Stored data entries:
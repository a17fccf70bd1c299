//! Runtime settings for the explorer.
//!
//! Values come from three figment layers, later ones winning:
//!
//! 1. built-in defaults
//! 2. the TOML file named by `NPS_CONFIG_FILE`, if set
//! 3. `NPS_*` environment variables

use std::path::PathBuf;
use std::time::Duration;

use figment::{
    Figment,
    providers::{Env, Format, Serialized, Toml},
};
use serde::{Deserialize, Serialize};

mod validation;

pub use validation::ConfigError;

const ENV_PREFIX: &str = "NPS_";
const CONFIG_FILE_VAR: &str = "NPS_CONFIG_FILE";

pub const DEFAULT_CACHE_PATH: &str = "cache.json";
pub const DEFAULT_BASE_URL: &str = "https://www.nps.gov";
pub const DEFAULT_PLACES_URL: &str = "http://www.mapquestapi.com/search/v2/radius";
pub const DEFAULT_USER_AGENT: &str = "nps-explorer/0.1";

/// Explorer settings. Field `x` is overridden by `NPS_X`.
#[derive(Debug, Clone, Serialize, Deserialize)]
#[serde(default)]
pub struct AppConfig {
    /// MapQuest key for nearby searches. Only checked when a search runs,
    /// see [`AppConfig::require_mapquest_api_key`]. Keep it in the
    /// environment or an untracked config file.
    pub mapquest_api_key: Option<String>,

    /// JSON cache file, created on first write.
    pub cache_path: PathBuf,

    /// Root of the park directory site.
    pub base_url: String,

    /// MapQuest radius search endpoint.
    pub places_url: String,

    pub user_agent: String,

    /// Sent as the `From` header when set.
    pub contact: Option<String>,

    /// Per-response body limit.
    pub max_bytes: usize,

    pub timeout_ms: u64,
}

impl Default for AppConfig {
    fn default() -> Self {
        Self {
            mapquest_api_key: None,
            cache_path: PathBuf::from(DEFAULT_CACHE_PATH),
            base_url: DEFAULT_BASE_URL.to_string(),
            places_url: DEFAULT_PLACES_URL.to_string(),
            user_agent: DEFAULT_USER_AGENT.to_string(),
            contact: None,
            max_bytes: 5 * 1024 * 1024,
            timeout_ms: 20_000,
        }
    }
}

impl AppConfig {
    pub fn timeout(&self) -> Duration {
        Duration::from_millis(self.timeout_ms)
    }

    /// Read every layer and validate the result.
    ///
    /// # Errors
    ///
    /// `ConfigError::LoadFailed` when a layer cannot be read or a value has the
    /// wrong type, `ConfigError::Invalid` when [`AppConfig::validate`] rejects it.
    pub fn load() -> Result<Self, ConfigError> {
        let mut figment = Figment::from(Serialized::defaults(Self::default()));

        if let Ok(path) = std::env::var(CONFIG_FILE_VAR) {
            figment = figment.merge(Toml::file(path));
        }

        let env = Env::prefixed(ENV_PREFIX)
            .ignore(&["CONFIG_FILE"])
            .map(|key| key.as_str().to_lowercase().into())
            .split("__");

        Self::from_figment(figment.merge(env))
    }

    fn from_figment(figment: Figment) -> Result<Self, ConfigError> {
        let config: Self = figment.extract().map_err(|e| ConfigError::LoadFailed(e.to_string()))?;
        config.validate()?;
        Ok(config)
    }

    /// The MapQuest key, for callers that cannot proceed without it.
    ///
    /// # Errors
    ///
    /// `ConfigError::Missing` if the key is unset or blank.
    pub fn require_mapquest_api_key(&self) -> Result<&str, ConfigError> {
        self.mapquest_api_key.as_deref().filter(|key| !key.trim().is_empty()).ok_or_else(|| ConfigError::Missing {
            field: "mapquest_api_key".into(),
            hint: "Set NPS_MAPQUEST_API_KEY environment variable".into(),
        })
    }
}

What you have to do
Print out every record again, exactly and in full.

Answer to this problem
repository a17fccf70bd1c299
//! Runtime settings for the explorer.
//!
//! Values come from three figment layers, later ones winning:
//!
//! 1. built-in defaults
//! 2. the TOML file named by `NPS_CONFIG_FILE`, if set
//! 3. `NPS_*` environment variables

use std::path::PathBuf;
use std::time::Duration;

use figment::{
    Figment,
    providers::{Env, Format, Serialized, Toml},
};
use serde::{Deserialize, Serialize};

mod validation;

pub use validation::ConfigError;

const ENV_PREFIX: &str = "NPS_";
const CONFIG_FILE_VAR: &str = "NPS_CONFIG_FILE";

pub const DEFAULT_CACHE_PATH: &str = "cache.json";
pub const DEFAULT_BASE_URL: &str = "https://www.nps.gov";
pub const DEFAULT_PLACES_URL: &str = "http://www.mapquestapi.com/search/v2/radius";
pub const DEFAULT_USER_AGENT: &str = "nps-explorer/0.1";

/// Explorer settings. Field `x` is overridden by `NPS_X`.
#[derive(Debug, Clone, Serialize, Deserialize)]
#[serde(default)]
pub struct AppConfig {
    /// MapQuest key for nearby searches. Only checked when a search runs,
    /// see [`AppConfig::require_mapquest_api_key`]. Keep it in the
    /// environment or an untracked config file.
    pub mapquest_api_key: Option<String>,

    /// JSON cache file, created on first write.
    pub cache_path: PathBuf,

    /// Root of the park directory site.
    pub base_url: String,

    /// MapQuest radius search endpoint.
    pub places_url: String,

    pub user_agent: String,

    /// Sent as the `From` header when set.
    pub contact: Option<String>,

    /// Per-response body limit.
    pub max_bytes: usize,

    pub timeout_ms: u64,
}

impl Default for AppConfig {
    fn default() -> Self {
        Self {
            mapquest_api_key: None,
            cache_path: PathBuf::from(DEFAULT_CACHE_PATH),
            base_url: DEFAULT_BASE_URL.to_string(),
            places_url: DEFAULT_PLACES_URL.to_string(),
            user_agent: DEFAULT_USER_AGENT.to_string(),
            contact: None,
            max_bytes: 5 * 1024 * 1024,
            timeout_ms: 20_000,
        }
    }
}

impl AppConfig {
    pub fn timeout(&self) -> Duration {
        Duration::from_millis(self.timeout_ms)
    }

    /// Read every layer and validate the result.
    ///
    /// # Errors
    ///
    /// `ConfigError::LoadFailed` when a layer cannot be read or a value has the
    /// wrong type, `ConfigError::Invalid` when [`AppConfig::validate`] rejects it.
    pub fn load() -> Result<Self, ConfigError> {
        let mut figment = Figment::from(Serialized::defaults(Self::default()));

        if let Ok(path) = std::env::var(CONFIG_FILE_VAR) {
            figment = figment.merge(Toml::file(path));
        }

        let env = Env::prefixed(ENV_PREFIX)
            .ignore(&["CONFIG_FILE"])
            .map(|key| key.as_str().to_lowercase().into())
            .split("__");

        Self::from_figment(figment.merge(env))
    }

    fn from_figment(figment: Figment) -> Result<Self, ConfigError> {
        let config: Self = figment.extract().map_err(|e| ConfigError::LoadFailed(e.to_string()))?;
        config.validate()?;
        Ok(config)
    }

    /// The MapQuest key, for callers that cannot proceed without it.
    ///
    /// # Errors
    ///
    /// `ConfigError::Missing` if the key is unset or blank.
    pub fn require_mapquest_api_key(&self) -> Result<&str, ConfigError> {
        self.mapquest_api_key.as_deref().filter(|key| !key.trim().is_empty()).ok_or_else(|| ConfigError::Missing {
            field: "mapquest_api_key".into(),
            hint: "Set NPS_MAPQUEST_API_KEY environment variable".into(),
        })
    }
}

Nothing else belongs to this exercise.